The “gung-ho” content production method
I’ve noticed this overly-enthusiastic approach in many bloggers, and new and inexperienced bloggers are more susceptible to it.
And of course, I’ve fallen prey to it myself a few times.
So, let’s see you come to the realization that you will need to write at least 90 good blog posts to build a strong online business. How do you go about it?
New bloggers tend to overestimate what they can do in a day, and of course, underestimate what they can do in a year.
They start strong, and go all out on the first day. They may even write three articles, and maybe two of them are even top-notch.
But the next day, they are massively burned out.
They try to replicate their previous day, but of course, they only get half of the work done.
The next day, they get half of the previous day done.
You can see how it is easy to lose heart and quit by doing this.

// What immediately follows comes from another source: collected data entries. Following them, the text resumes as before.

//! DOM abstraction used by the filler.

/// Error type for page access.
#[derive(Debug, thiserror::Error)]
pub enum PageError {
    #[error("Invalid selector '{selector}': {reason}")]
    InvalidSelector { selector: String, reason: String },
    #[error("Failed to dispatch '{event}' event: {reason}")]
    Dispatch { event: &'static str, reason: String },
}

/// A DOM element that may carry a form value.
pub trait FormField: Clone + 'static {
    /// The element's `value` property. `None` when the element has none
    /// (not a form control), which the filler treats as "not empty".
    fn current_value(&self) -> Option<String>;

    /// Nearest inclusive ancestor matching `selector`.
    fn closest(&self, selector: &str) -> Option<Self>;

    /// First descendant matching `selector`.
    fn query_first(&self, selector: &str) -> Option<Self>;

    fn set_value(&self, value: &str);

    /// Fire a bubbling, non-cancelable synthetic `input` event.
    fn dispatch_input(&self) -> Result<(), PageError>;
}

/// The live page the filler evaluates rules against.
pub trait Page {
    type Field: FormField;

    /// Full URL of the current document.
    fn url(&self) -> String;

    /// All elements matching `selector`, in document order.
    fn query_all(&self, selector: &str) -> Result<Vec<Self::Field>, PageError>;
}

/// Resolve the element that should actually receive the value: the inner
/// native input of an enclosing component wrapper when there is one,
/// otherwise the matched element itself.
pub fn effective_target<F: FormField>(field: &F, wrapper_selector: &str, inner_selector: &str) -> F {
    field
        .closest(wrapper_selector)
        .and_then(|wrapper| wrapper.query_first(inner_selector))
        .unwrap_or_else(|| field.clone())
}

/// Write the value and notify listeners as if the user had typed it.
pub fn write_and_notify<F: FormField>(target: &F, value: &str) -> Result<(), PageError> {
    target.set_value(value);
    target.dispatch_input()
}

Luckily, there is a better way.
The “don’t break the chain” content production method
As veteran bloggers may tell you, the only way to win in this game is to hit that publish button every single day.
And I agree – that is one of the most stable predictors of blogging success.

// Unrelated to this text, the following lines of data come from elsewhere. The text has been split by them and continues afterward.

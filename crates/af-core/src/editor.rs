//! Rule editor: create, list, delete and clear rules.
//!
//! Every mutation is a full read-modify-write against the store followed by a
//! re-render from freshly loaded state, so the view always reflects the last
//! successful persist.

use crate::store::{RuleStore, StoreError};
use crate::types::{remove_at, Rule};

/// Message shown when the add-form is submitted with an empty field.
pub const VALIDATION_MESSAGE: &str = "Please fill in all fields!";

/// Error type for editor operations.
#[derive(Debug, thiserror::Error)]
pub enum EditorError {
    #[error("Required field is empty: {field}")]
    MissingField { field: &'static str },
    #[error(transparent)]
    Store(#[from] StoreError),
}

/// Presentation side of the editor.
pub trait RuleView {
    /// Replace the displayed list. Position `i` is the delete index for
    /// `rules[i]`.
    fn render(&self, rules: &[Rule]);
    /// Reset the add-form inputs.
    fn clear_form(&self);
    /// Blocking user-facing message.
    fn alert(&self, message: &str);
}

pub struct RuleEditor<S, V> {
    store: S,
    view: V,
}

impl<S: RuleStore, V: RuleView> RuleEditor<S, V> {
    pub fn new(store: S, view: V) -> Self {
        Self { store, view }
    }

    pub fn store(&self) -> &S {
        &self.store
    }

    pub fn view(&self) -> &V {
        &self.view
    }

    /// Read the collection and render it. A failed read renders an empty list.
    pub async fn load_and_render(&self) -> Vec<Rule> {
        let rules = match self.store.load().await {
            Ok(rules) => rules,
            Err(e) => {
                log::warn!("Failed to load rules: {}", e);
                Vec::new()
            }
        };
        self.view.render(&rules);
        rules
    }

    /// Validate and append a rule. Identical rules may coexist.
    pub async fn add_rule(
        &self,
        url_pattern: &str,
        selector: &str,
        default_value: &str,
    ) -> Result<(), EditorError> {
        let rule = Rule::new(url_pattern, selector, default_value);
        if let Some(field) = rule.missing_field() {
            self.view.alert(VALIDATION_MESSAGE);
            return Err(EditorError::MissingField { field });
        }

        let mut rules = self.store.load().await?;
        rules.push(rule);
        self.store.save(&rules).await?;
        log::info!("Saved rule #{} for '{}'", rules.len() - 1, url_pattern);

        self.load_and_render().await;
        self.view.clear_form();
        Ok(())
    }

    /// Remove the rule at `index`. An out-of-range index still persists and
    /// re-renders the unchanged collection.
    pub async fn delete_rule(&self, index: usize) -> Result<Option<Rule>, EditorError> {
        let mut rules = self.store.load().await?;
        let removed = remove_at(&mut rules, index);
        if removed.is_none() {
            log::debug!("Delete index {} out of range ({} rules)", index, rules.len());
        }
        self.store.save(&rules).await?;
        self.load_and_render().await;
        Ok(removed)
    }

    /// Overwrite the collection with an empty sequence.
    pub async fn clear_all_rules(&self) -> Result<(), EditorError> {
        self.store.save(&[]).await?;
        log::info!("All rules cleared");
        self.load_and_render().await;
        Ok(())
    }
}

But for new bloggers, that may not be a good north star, simply because they may not have the skill and experience in place yet to truly publish good content daily.

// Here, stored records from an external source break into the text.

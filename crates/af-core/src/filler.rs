//! Page filler: the evaluation pass.
//!
//! A pass is a fresh, stateless scan: read every rule, keep the valid ones
//! whose pattern occurs in the page URL, query their selector and fill each
//! matched element whose value is empty. Elements that already hold a value
//! are never touched, which makes repeated and overlapping passes no-ops.

use crate::config::FillerConfig;
use crate::framework::{fill_through_framework, FrameworkFill, InstanceResolver, NoFramework, ReactiveFramework};
use crate::page::{effective_target, write_and_notify, FormField, Page, PageError};
use crate::store::RuleStore;

/// How a field was filled.
#[derive(Debug, Clone, Copy, PartialEq, Eq)]
pub enum FillMethod {
    /// Assigned through the framework binding.
    Framework,
    /// Written directly to the DOM element.
    Dom,
}

/// Counters for one pass.
#[derive(Debug, Clone, Default, PartialEq, Eq)]
pub struct PassReport {
    pub rules_seen: usize,
    pub invalid_rules: usize,
    pub matched_rules: usize,
    pub selector_errors: usize,
    pub framework_fills: usize,
    pub dom_fills: usize,
    /// Matched elements left alone because they were not empty.
    pub skipped_fields: usize,
    pub failed_fills: usize,
}

impl PassReport {
    pub fn filled(&self) -> usize {
        self.framework_fills + self.dom_fills
    }
}

pub struct PageFiller<P, S, R = NoFramework>
where
    P: Page,
    R: ReactiveFramework<P::Field>,
{
    page: P,
    store: S,
    config: FillerConfig,
    framework: R,
    resolver: InstanceResolver<R::Instance>,
}

impl<P: Page, S: RuleStore> PageFiller<P, S, NoFramework> {
    pub fn new(page: P, store: S, config: FillerConfig) -> Self {
        Self {
            page,
            store,
            config,
            framework: NoFramework,
            resolver: InstanceResolver::new(),
        }
    }

    /// Enable framework-aware fills.
    pub fn with_framework<R>(self, framework: R, resolver: InstanceResolver<R::Instance>) -> PageFiller<P, S, R>
    where
        R: ReactiveFramework<P::Field>,
    {
        PageFiller {
            page: self.page,
            store: self.store,
            config: self.config,
            framework,
            resolver,
        }
    }
}

impl<P, S, R> PageFiller<P, S, R>
where
    P: Page,
    S: RuleStore,
    R: ReactiveFramework<P::Field>,
{
    pub fn page(&self) -> &P {
        &self.page
    }

    pub fn config(&self) -> &FillerConfig {
        &self.config
    }

    /// Run one evaluation pass over the current rules and DOM.
    pub async fn run_pass(&self) -> PassReport {
        let mut report = PassReport::default();

        let rules = match self.store.load().await {
            Ok(rules) => rules,
            Err(e) => {
                log::warn!("Failed to read rules: {}", e);
                return report;
            }
        };
        if rules.is_empty() {
            log::debug!("No rules found");
            return report;
        }

        let url = self.page.url();
        log::debug!("Evaluating {} rules against {}", rules.len(), url);

        for rule in &rules {
            report.rules_seen += 1;
            if !rule.is_valid() {
                log::debug!("Skipping invalid rule: {:?}", rule);
                report.invalid_rules += 1;
                continue;
            }
            if !rule.matches_url(&url) {
                continue;
            }
            report.matched_rules += 1;
            log::debug!("URL pattern matched: {}", rule.url_pattern);

            let fields = match self.page.query_all(&rule.selector) {
                Ok(fields) => fields,
                Err(e) => {
                    log::warn!("{}", e);
                    report.selector_errors += 1;
                    continue;
                }
            };
            log::debug!("Found {} elements for '{}'", fields.len(), rule.selector);

            for field in &fields {
                let target = self.target_of(field);
                if !is_empty(field) || !is_empty(&target) {
                    report.skipped_fields += 1;
                    continue;
                }
                match self.fill_target(&target, &rule.default_value) {
                    Ok(FillMethod::Framework) => report.framework_fills += 1,
                    Ok(FillMethod::Dom) => report.dom_fills += 1,
                    Err(e) => {
                        log::warn!("Failed to fill '{}': {}", rule.selector, e);
                        report.failed_fills += 1;
                    }
                }
            }
        }

        if report.filled() > 0 {
            log::info!(
                "Filled {} fields ({} via framework, {} via DOM)",
                report.filled(),
                report.framework_fills,
                report.dom_fills
            );
        }
        report
    }

    /// Element that receives the value for a matched field.
    pub fn target_of(&self, field: &P::Field) -> P::Field {
        effective_target(field, &self.config.wrapper_selector, &self.config.inner_input_selector)
    }

    /// Fill a resolved target, preferring the framework binding and falling
    /// back to a direct DOM write. The caller checks that it is empty.
    pub fn fill_target(&self, target: &P::Field, value: &str) -> Result<FillMethod, PageError> {
        if let Some(instance) = self.resolver.resolve() {
            match fill_through_framework(&self.framework, &instance, target, value) {
                Ok(FrameworkFill::Written) => return Ok(FillMethod::Framework),
                Ok(FrameworkFill::Unbound) => log::debug!("No binding path, using DOM write"),
                Ok(FrameworkFill::PathAborted) => log::debug!("Binding path unresolved, using DOM write"),
                Err(e) => log::warn!("Framework fill failed, using DOM write: {}", e),
            }
        }

        write_and_notify(target, value)?;
        Ok(FillMethod::Dom)
    }
}

/// Both the matched element and the write target must be empty.
fn is_empty<F: FormField>(field: &F) -> bool {
    field.current_value().as_deref() == Some("")
}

That’s why I recommend a lot of new bloggers to apply the “don’t break the chain” method.
In case you are not familiar with the term, it involves a calendar where you put an X for every day you successfully complete the task you’ve given yourself (the term comes from the TV show Seinfeld I believe).
Your daily goals need to be measurable and actually achievable. For new bloggers, “working on my blog for 4 hours” is a better goal than “publish an article”. For intermediates and advanced, the latter will probably work better, as it is more result-oriented, although if you’re building a large and comprehensive resource that takes a lot of research and work, you can still put an X for that day even if you didn’t manage to publish that high-quality content piece.
In short, the “don’t break the chain” method is a habit hack, that helps you establish a very productive routine by leveraging your fear of losing your investment, aka risk aversion. This is roughly how it works:
- you define a daily goal
- you start working on it
- for every day you complete the task, you mark an “X” in the chain calendar
- after about day 3 or 4, you have an unbroken chain of several successful days
- on day 5, even if you don’t feel like working that hard, you only need to look at your unbroken chain and you are immediatelly reminded that you will have to start over if you break the chain
- typically, you find the time/energy/will to not break the chain
The first few days are probably the hardest, because your chain is not really big and you don’t have a lot to lose. I recommend relying on willpower if necessary for the first few days (you will thank yourself later, when you have a successful business running).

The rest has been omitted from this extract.